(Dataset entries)
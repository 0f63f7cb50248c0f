//! Generic passthrough for upstream endpoints without a dedicated route

use axum::{
    Json,
    extract::{OriginalUri, Path, Query, State, rejection::QueryRejection},
};
use serde_json::Value;
use tracing::error;

use super::{QueryPairs, query_pairs, serve_cached};
use crate::{
    errors::{ProxyError, ProxyResult},
    server::AppState,
    upstream::UpstreamRequestSpec,
};

const API_PREFIX: &str = "/api/";

/// `GET /api/*path`, forwarded to the same path upstream
pub async fn passthrough(
    State(state): State<AppState>,
    OriginalUri(uri): OriginalUri,
    Path(path): Path<String>,
    query: Result<Query<QueryPairs>, QueryRejection>,
) -> ProxyResult<Json<Value>> {
    let params = query_pairs(query)?;
    validate_path(&path)?;
    let upstream_path = encoded_upstream_path(uri.path())?;

    let result = serve_cached(&state, &uri, || async {
        let spec = UpstreamRequestSpec::new(upstream_path).params(params.iter().cloned());
        state.upstream.fetch(&spec).await
    })
    .await;

    if let Err(e) = &result {
        error!("Passthrough to /{} failed: {}", path, e);
    }
    result
}

/// The request path below `/api/`, still percent-encoded.
///
/// `Path` hands handlers the decoded text; splicing that into the upstream URL
/// would turn an encoded `?`, `/` or `#` into URL syntax.
fn encoded_upstream_path(raw: &str) -> ProxyResult<&str> {
    raw.strip_prefix(API_PREFIX)
        .ok_or_else(|| ProxyError::NotFound(format!("No route for {raw}")))
}

/// Reject dot segments so a request cannot climb out of the upstream base path
fn validate_path(path: &str) -> ProxyResult<()> {
    if path.split('/').any(|segment| segment == ".." || segment == ".") {
        return Err(ProxyError::MalformedRequest(format!(
            "invalid upstream path: {path}"
        )));
    }
    Ok(())
}
//! TTL response cache keyed by normalized request signature
//!
//! Entries expire passively: lookups treat anything at or past its expiry as
//! absent, and a background sweep drops expired entries to bound memory.
//! An optional entry bound evicts the least recently used entry on insert.

use axum::http::Uri;
use chrono::{DateTime, Duration, Utc};
use dashmap::DashMap;
use serde::{Deserialize, Serialize};
use serde_json::Value;
use std::sync::{
    Arc,
    atomic::{AtomicU64, Ordering},
};
use tracing::debug;

use crate::{clock::Clock, config::CacheConfig};

/// Cache key for an inbound request: path plus its query pairs in sorted order
#[must_use]
pub fn request_signature(uri: &Uri) -> String {
    let path = uri.path();
    let Some(query) = uri.query().filter(|q| !q.is_empty()) else {
        return path.to_string();
    };

    let mut pairs: Vec<&str> = query.split('&').filter(|pair| !pair.is_empty()).collect();
    pairs.sort_unstable();

    if pairs.is_empty() {
        path.to_string()
    } else {
        format!("{}?{}", path, pairs.join("&"))
    }
}

#[derive(Debug)]
struct CacheEntry {
    value: Value,
    expires_at: DateTime<Utc>,
    last_access: AtomicU64,
}

/// Cache statistics
#[derive(Debug, Clone, Copy, PartialEq, Eq, Serialize, Deserialize)]
pub struct CacheStats {
    pub entries: usize,
    pub hits: u64,
    pub misses: u64,
}

/// Thread-safe response cache with per-entry TTL expiration
pub struct ResponseCache {
    entries: DashMap<String, CacheEntry>,
    clock: Arc<dyn Clock>,
    default_ttl: Duration,
    max_entries: Option<usize>,
    access_tick: AtomicU64,
    hits: AtomicU64,
    misses: AtomicU64,
}

impl std::fmt::Debug for ResponseCache {
    fn fmt(&self, f: &mut std::fmt::Formatter<'_>) -> std::fmt::Result {
        f.debug_struct("ResponseCache")
            .field("entries", &self.entries.len())
            .field("default_ttl", &self.default_ttl)
            .field("max_entries", &self.max_entries)
            .finish()
    }
}

impl ResponseCache {
    pub fn new(config: &CacheConfig, clock: Arc<dyn Clock>) -> Self {
        Self {
            entries: DashMap::new(),
            clock,
            default_ttl: seconds(config.default_ttl_seconds),
            max_entries: config.max_entries.filter(|max| *max > 0),
            access_tick: AtomicU64::new(0),
            hits: AtomicU64::new(0),
            misses: AtomicU64::new(0),
        }
    }

    /// Look up a live entry; expired entries are removed and reported absent
    pub fn get(&self, key: &str) -> Option<Value> {
        let now = self.clock.now();

        if let Some(entry) = self.entries.get(key) {
            if now < entry.expires_at {
                entry.last_access.store(self.next_tick(), Ordering::Relaxed);
                self.hits.fetch_add(1, Ordering::Relaxed);
                return Some(entry.value.clone());
            }
        }

        // Expired entries go now rather than waiting for the sweep
        self.entries.remove_if(key, |_, entry| now >= entry.expires_at);
        self.misses.fetch_add(1, Ordering::Relaxed);
        None
    }

    /// Store `value` under `key` with the default TTL
    pub fn set(&self, key: &str, value: Value) {
        self.insert(key, value, self.default_ttl);
    }

    /// Store `value` under `key`, expiring `ttl_seconds` from now
    pub fn set_with_ttl(&self, key: &str, value: Value, ttl_seconds: u64) {
        self.insert(key, value, seconds(ttl_seconds));
    }

    fn insert(&self, key: &str, value: Value, ttl: Duration) {
        let entry = CacheEntry {
            value,
            expires_at: self
                .clock
                .now()
                .checked_add_signed(ttl)
                .unwrap_or(DateTime::<Utc>::MAX_UTC),
            last_access: AtomicU64::new(self.next_tick()),
        };
        self.entries.insert(key.to_string(), entry);

        if let Some(max) = self.max_entries {
            while self.entries.len() > max {
                if !self.evict_least_recent(key) {
                    break;
                }
            }
        }
    }

    /// Evict the least recently used entry other than `keep`
    fn evict_least_recent(&self, keep: &str) -> bool {
        let victim = self
            .entries
            .iter()
            .filter(|entry| entry.key() != keep)
            .min_by_key(|entry| entry.value().last_access.load(Ordering::Relaxed))
            .map(|entry| entry.key().clone());

        match victim {
            Some(victim) => {
                debug!("Evicting least recently used cache entry: {}", victim);
                self.entries.remove(&victim);
                true
            }
            None => false,
        }
    }

    /// Drop every expired entry, returning how many were removed
    pub fn sweep(&self) -> usize {
        let now = self.clock.now();
        let before = self.entries.len();
        self.entries.retain(|_, entry| now < entry.expires_at);
        before.saturating_sub(self.entries.len())
    }

    #[must_use]
    pub fn len(&self) -> usize {
        self.entries.len()
    }

    #[must_use]
    pub fn is_empty(&self) -> bool {
        self.entries.is_empty()
    }

    pub fn stats(&self) -> CacheStats {
        CacheStats {
            entries: self.entries.len(),
            hits: self.hits.load(Ordering::Relaxed),
            misses: self.misses.load(Ordering::Relaxed),
        }
    }

    fn next_tick(&self) -> u64 {
        self.access_tick.fetch_add(1, Ordering::Relaxed)
    }
}

fn seconds(secs: u64) -> Duration {
    i64::try_from(secs)
        .ok()
        .and_then(Duration::try_seconds)
        .unwrap_or(Duration::MAX)
}
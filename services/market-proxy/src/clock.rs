//! Time source used by the cache and the rate limiter

use chrono::{DateTime, Duration, Utc};
use parking_lot::Mutex;

/// Abstraction over "current time" so expiry behavior is deterministic in tests
pub trait Clock: Send + Sync {
    fn now(&self) -> DateTime<Utc>;
}

#[derive(Debug, Clone, Copy, Default)]
pub struct SystemClock;

impl Clock for SystemClock {
    fn now(&self) -> DateTime<Utc> {
        Utc::now()
    }
}

/// Clock that only moves when told to
#[derive(Debug)]
pub struct ManualClock {
    now: Mutex<DateTime<Utc>>,
}

impl ManualClock {
    pub fn new(now: DateTime<Utc>) -> Self {
        Self {
            now: Mutex::new(now),
        }
    }

    pub fn advance(&self, by: Duration) {
        *self.now.lock() += by;
    }
}

impl Default for ManualClock {
    fn default() -> Self {
        Self::new(Utc::now())
    }
}

impl Clock for ManualClock {
    fn now(&self) -> DateTime<Utc> {
        *self.now.lock()
    }
}
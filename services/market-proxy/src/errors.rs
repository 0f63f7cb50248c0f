//! Error types for the market data proxy

use axum::{
    Json,
    http::{HeaderValue, StatusCode, header},
    response::{IntoResponse, Response},
};
use thiserror::Error;

use crate::models::ErrorBody;

/// Message used when a transport-level failure hides the real cause
pub const TRANSPORT_FAILURE: &str = "transport failure";

/// Proxy error types
#[derive(Debug, Clone, Error, PartialEq, Eq)]
pub enum ProxyError {
    /// Non-2xx answer or transport failure talking to the upstream API
    #[error("Upstream error ({status}): {message}")]
    Upstream { status: u16, message: String },

    /// Upstream answered 2xx with a payload we could not interpret
    #[error("Malformed upstream response: {0}")]
    MalformedUpstreamResponse(String),

    /// Client request is missing or has an invalid parameter
    #[error("Malformed request: {0}")]
    MalformedRequest(String),

    /// No route matches the request
    #[error("Not found: {0}")]
    NotFound(String),

    /// Failure inside the proxy itself
    #[error("Internal error: {0}")]
    Internal(String),

    /// Client exceeded its request quota
    #[error("Rate limited: {message}")]
    RateLimitExceeded { retry_after_secs: u64, message: String },
}

impl ProxyError {
    pub fn upstream(status: u16, message: impl Into<String>) -> Self {
        Self::Upstream {
            status,
            message: message.into(),
        }
    }

    pub fn transport() -> Self {
        Self::upstream(500, TRANSPORT_FAILURE)
    }

    /// HTTP status reported to the client
    #[must_use]
    pub fn status_code(&self) -> StatusCode {
        match self {
            Self::Upstream { status, .. } => {
                StatusCode::from_u16(*status).unwrap_or(StatusCode::INTERNAL_SERVER_ERROR)
            }
            Self::MalformedUpstreamResponse(_) => StatusCode::BAD_GATEWAY,
            Self::MalformedRequest(_) => StatusCode::BAD_REQUEST,
            Self::NotFound(_) => StatusCode::NOT_FOUND,
            Self::Internal(_) => StatusCode::INTERNAL_SERVER_ERROR,
            Self::RateLimitExceeded { .. } => StatusCode::TOO_MANY_REQUESTS,
        }
    }

    /// Client-facing message, without the variant prefix
    #[must_use]
    pub fn client_message(&self) -> &str {
        match self {
            Self::Upstream { message, .. }
            | Self::MalformedUpstreamResponse(message)
            | Self::MalformedRequest(message)
            | Self::NotFound(message)
            | Self::Internal(message)
            | Self::RateLimitExceeded { message, .. } => message,
        }
    }
}

impl IntoResponse for ProxyError {
    fn into_response(self) -> Response {
        let status = self.status_code();
        let body = Json(ErrorBody::new(self.client_message()));
        let mut response = (status, body).into_response();

        if let Self::RateLimitExceeded {
            retry_after_secs, ..
        } = self
        {
            response
                .headers_mut()
                .insert(header::RETRY_AFTER, HeaderValue::from(retry_after_secs));
        }

        response
    }
}

pub type ProxyResult<T> = Result<T, ProxyError>;
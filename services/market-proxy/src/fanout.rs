//! Multi-currency fan-out for market listings
//!
//! The upstream listing endpoint prices assets in a single currency per call.
//! A request for `vs_currencies=usd,brl` becomes one call per currency, issued
//! concurrently, and the listings are merged in request order: the first
//! currency seeds the result set and later currencies add their price to the
//! records already present.

use futures_util::future::try_join_all;
use rustc_hash::FxHashMap;
use std::sync::Arc;
use tracing::{debug, info};

use crate::{
    config::MergeStrategy,
    errors::{ProxyError, ProxyResult},
    models::{AssetRecord, MarketRow},
    upstream::{UpstreamClient, UpstreamRequestSpec},
};

/// Upstream path of the markets listing
pub const MARKETS_PATH: &str = "coins/markets";
/// Single-currency query parameter understood by the upstream
pub const CURRENCY_PARAM: &str = "vs_currency";
/// Currency-list query parameter understood by the proxy
pub const CURRENCY_LIST_PARAM: &str = "vs_currencies";

/// Split a `vs_currencies` value into normalized, de-duplicated codes
pub fn parse_currency_list(raw: &str) -> ProxyResult<Vec<String>> {
    let mut currencies: Vec<String> = Vec::new();
    for code in raw.split(',').map(|c| c.trim().to_lowercase()) {
        if !code.is_empty() && !currencies.contains(&code) {
            currencies.push(code);
        }
    }

    if currencies.is_empty() {
        return Err(ProxyError::MalformedRequest(format!(
            "{CURRENCY_LIST_PARAM} must name at least one currency"
        )));
    }
    Ok(currencies)
}

/// Merge per-currency listings, given in request order.
///
/// The first listing decides the record order. With
/// [`MergeStrategy::FirstCurrency`] assets missing from it are dropped; with
/// [`MergeStrategy::Union`] they are appended in order of first appearance.
/// A currency whose listing lacks an asset contributes an explicit `null`
/// price under both strategies. The key is never omitted, so clients can rely
/// on every requested currency being present in `current_price`; a `null`
/// means that currency's listing did not include the asset.
pub fn merge_listings(
    listings: Vec<(String, Vec<MarketRow>)>,
    strategy: MergeStrategy,
) -> Vec<AssetRecord> {
    let currencies: Vec<String> = listings.iter().map(|(code, _)| code.clone()).collect();
    let mut records: Vec<AssetRecord> = Vec::new();
    let mut index: FxHashMap<String, usize> = FxHashMap::default();

    for (position, (currency, rows)) in listings.into_iter().enumerate() {
        let seeding = position == 0 || strategy == MergeStrategy::Union;

        for row in rows {
            if let Some(&slot) = index.get(&row.id) {
                records[slot]
                    .current_price
                    .entry(currency.clone())
                    .or_insert(row.current_price);
            } else if seeding {
                index.insert(row.id.clone(), records.len());
                records.push(AssetRecord::seed(row, &currency));
            } else {
                debug!(
                    "Dropping asset {} absent from the {} listing",
                    row.id, currencies[0]
                );
            }
        }
    }

    for record in &mut records {
        for currency in &currencies {
            record.current_price.entry(currency.clone()).or_insert(None);
        }
    }

    records
}

/// Serves multi-currency listing requests from single-currency upstream calls
pub struct CurrencyFanoutMerger {
    upstream: Arc<UpstreamClient>,
    strategy: MergeStrategy,
}

impl CurrencyFanoutMerger {
    pub const fn new(upstream: Arc<UpstreamClient>, strategy: MergeStrategy) -> Self {
        Self { upstream, strategy }
    }

    /// Fetch `currencies` concurrently and merge them.
    ///
    /// `forwarded` is sent unchanged with every call. Any failing call fails
    /// the whole operation.
    pub async fn fetch_merged(
        &self,
        currencies: &[String],
        forwarded: &[(String, String)],
    ) -> ProxyResult<Vec<AssetRecord>> {
        info!(
            "Fanning out market listing over {} currencies: {}",
            currencies.len(),
            currencies.join(",")
        );

        let calls = currencies.iter().map(|currency| {
            let spec = UpstreamRequestSpec::new(MARKETS_PATH)
                .param(CURRENCY_PARAM, currency.as_str())
                .params(forwarded.iter().cloned());
            async move {
                let rows = self.upstream.fetch_markets(&spec).await?;
                Ok::<_, ProxyError>((currency.clone(), rows))
            }
        });

        // try_join_all yields results in input order whatever the completion order
        let listings = try_join_all(calls).await?;
        Ok(merge_listings(listings, self.strategy))
    }
}
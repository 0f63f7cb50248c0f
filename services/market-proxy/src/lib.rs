//! Market data caching proxy
//!
//! Sits between client applications and a third-party crypto market data API.
//! Features:
//! - Response cache keyed by normalized request signature, with TTL expiry
//! - Fixed-window rate limiting per client
//! - Multi-currency fan-out for market listings, merged into one result
//! - Generic passthrough for every other upstream endpoint

#![allow(missing_docs)]

use anyhow::Result;

pub mod cache;
pub mod clock;
pub mod config;
pub mod errors;
pub mod fanout;
pub mod handlers;
pub mod middleware;
pub mod models;
pub mod rate_limiter;
pub mod server;
pub mod upstream;

pub use cache::ResponseCache;
pub use config::{
    CacheConfig, CorsConfig, FanoutConfig, MergeStrategy, ProxyConfig, RateLimitConfig,
    ServerConfig, UpstreamConfig,
};
pub use errors::{ProxyError, ProxyResult};
pub use fanout::CurrencyFanoutMerger;
pub use rate_limiter::RateLimiter;
pub use server::ProxyServer;
pub use upstream::{UpstreamClient, UpstreamRequestSpec};

/// Start the proxy server
pub async fn start_server(config: ProxyConfig) -> Result<()> {
    let server = ProxyServer::new(config)?;
    server.start().await
}
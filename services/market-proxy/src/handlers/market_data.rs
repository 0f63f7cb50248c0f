//! Market listing handler

use axum::{
    Json,
    extract::{OriginalUri, Query, State, rejection::QueryRejection},
};
use serde_json::Value;
use tracing::error;

use super::{QueryPairs, query_pairs, serve_cached};
use crate::{
    errors::{ProxyError, ProxyResult},
    fanout::{CURRENCY_LIST_PARAM, CURRENCY_PARAM, MARKETS_PATH, parse_currency_list},
    server::AppState,
    upstream::UpstreamRequestSpec,
};

/// `GET /api/coins/markets`
///
/// With `vs_currencies` the listing is fanned out per currency and merged;
/// otherwise the query is forwarded as-is.
pub async fn list_markets(
    State(state): State<AppState>,
    OriginalUri(uri): OriginalUri,
    query: Result<Query<QueryPairs>, QueryRejection>,
) -> ProxyResult<Json<Value>> {
    let params = query_pairs(query)?;

    let result = serve_cached(&state, &uri, || async {
        match currency_list(&params) {
            Some(raw) => {
                let currencies = parse_currency_list(raw)?;
                let forwarded: QueryPairs = params
                    .iter()
                    .filter(|(key, _)| key != CURRENCY_LIST_PARAM && key != CURRENCY_PARAM)
                    .cloned()
                    .collect();

                let records = state.fanout.fetch_merged(&currencies, &forwarded).await?;
                serde_json::to_value(records).map_err(|e| {
                    ProxyError::Internal(format!("failed to encode merged listing: {e}"))
                })
            }
            None => {
                let spec = UpstreamRequestSpec::new(MARKETS_PATH).params(params.iter().cloned());
                state.upstream.fetch(&spec).await
            }
        }
    })
    .await;

    if let Err(e) = &result {
        error!("Failed to fetch market listing for {}: {}", uri, e);
    }
    result
}

fn currency_list(params: &[(String, String)]) -> Option<&str> {
    params
        .iter()
        .find(|(key, _)| key == CURRENCY_LIST_PARAM)
        .map(|(_, value)| value.as_str())
}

**Problem requirements**
Only lines that include "CacheEntry" belong in the answer; return them from the entries above.

**Answer**
struct CacheEntry {
    entries: DashMap<String, CacheEntry>,
        let entry = CacheEntry {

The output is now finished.